In (3) and (4), $\cos ({\mathbf {f}}_{i}^{a},{\mathbf {f}}_{i}^{b})$, $\frac{{\mathbf {f}}_{i}^{a}}{||{\mathbf {f}}_{i}^{a}||}$ and $\frac{{\mathbf {f}}_{i}^{b}}{||{\mathbf {f}}_{i}^{b}||}$ can be pre-computed in the forward pass, and they will be re-used in back propagation for efficient computation purpose. It has to be noted that there is no parameters in our added pairwise cosine loss layer.

3.2 Joint Optimization

If one wants to compact the intra-class features while keeping them separated, the softmax log-loss in (1) and the pairwise cosine loss in (2) should be combined. The joint objective function of the two losses is given as follows:

$$\begin{aligned} L={{L}_{s}}+\lambda {{L}_{c}} \end{aligned}$$

(5)

where the parameter $\lambda $ is used for balancing the two losses. The softmax log-loss can be considered as a special case when $\lambda =0$.

If we only use the softmax log-loss as supervision, the learned features would contain large intra-class variations. On the other hand, if we only supervise CNNs by the pairwise cosine loss, the learned features will be degraded to zeros or lines (At this point, the cosine loss is very small). Simply using either of them could not achieve discriminative feature learning. So it is necessary to combine them.

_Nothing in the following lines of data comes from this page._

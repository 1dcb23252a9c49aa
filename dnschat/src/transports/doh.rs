//! DNS-over-HTTPS transport (spec.md §4.4, §6; RFC 8484).
//!
//! POSTs the wire-encoded query with `Content-Type: application/dns-message`
//! to the configured DoH endpoint — the only transport usable from an
//! environment that forbids outbound port-53 traffic. Grounded in `reqwest`,
//! already the teacher's HTTP stack for its own exfiltration path
//! (`runner::commands::exfiltrate::HTTPExfiltrationSubCommand`).

use std::time::Duration;

use async_trait::async_trait;
use reqwest::Client;

use crate::codec::{build_txt_query, extract_txt_segments, validate_envelope};
use crate::error::TransportError;
use crate::types::{Fqdn, TransportKind};

use super::Transport;

const DNS_MESSAGE_MIME: &str = "application/dns-message";

pub struct DohTransport {
    client: Client,
    endpoint: String,
}

impl DohTransport {
    pub fn new(endpoint: impl Into<String>) -> Self {
        DohTransport {
            client: Client::new(),
            endpoint: endpoint.into(),
        }
    }
}

#[async_trait]
impl Transport for DohTransport {
    fn kind(&self) -> TransportKind {
        TransportKind::Https
    }

    async fn query(
        &self,
        _server: &str,
        fqdn: &Fqdn,
        deadline: Duration,
    ) -> Result<Vec<String>, TransportError> {
        let query = build_txt_query(fqdn);

        let request = self
            .client
            .post(&self.endpoint)
            .header(reqwest::header::CONTENT_TYPE, DNS_MESSAGE_MIME)
            .header(reqwest::header::ACCEPT, DNS_MESSAGE_MIME)
            .body(query.bytes.clone());

        let response_bytes = tokio::time::timeout(deadline, async {
            let response = request.send().await?;
            let response = response.error_for_status()?;
            response.bytes().await
        })
        .await
        .map_err(|_| TransportError::Timeout)?
        .map_err(TransportError::from)?;

        let answer_offset = validate_envelope(&response_bytes, &query)
            .map_err(TransportError::InvalidResponse)?;
        extract_txt_segments(&response_bytes, answer_offset)
            .map_err(TransportError::InvalidResponse)
    }
}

3.3 Architecture of the Designed SCNE

Our network is based on the Siamese network. Figure 2 briefly illustrates the architecture of the proposed network, where the parameter shared layers can be replaced by ImageNet pre-trained CNN layers. The network consists of two parameter shared CNN streams, two modified FC layers and three losses. The features extracted by the network are used as the descriptors, which directly supervised by two softmax losses and one pairwise cosine loss. The softmax loss is used for class prediction and the pairwise cosine loss is used for compacting the intra-class variation. The high level feature ${\mathbf {f}}_{i}^{a}$, ${\mathbf {f}}_{i}^{b}$ are merged in our added pairwise cosine loss layer, which has no parameters. The ImageNet pre-trained CNN model can be taken as AlexNet [8], VGGNet [11] or ResNet [6]. In this paper, we take Res50Net as the baseline for comparing with the-state-of-arts.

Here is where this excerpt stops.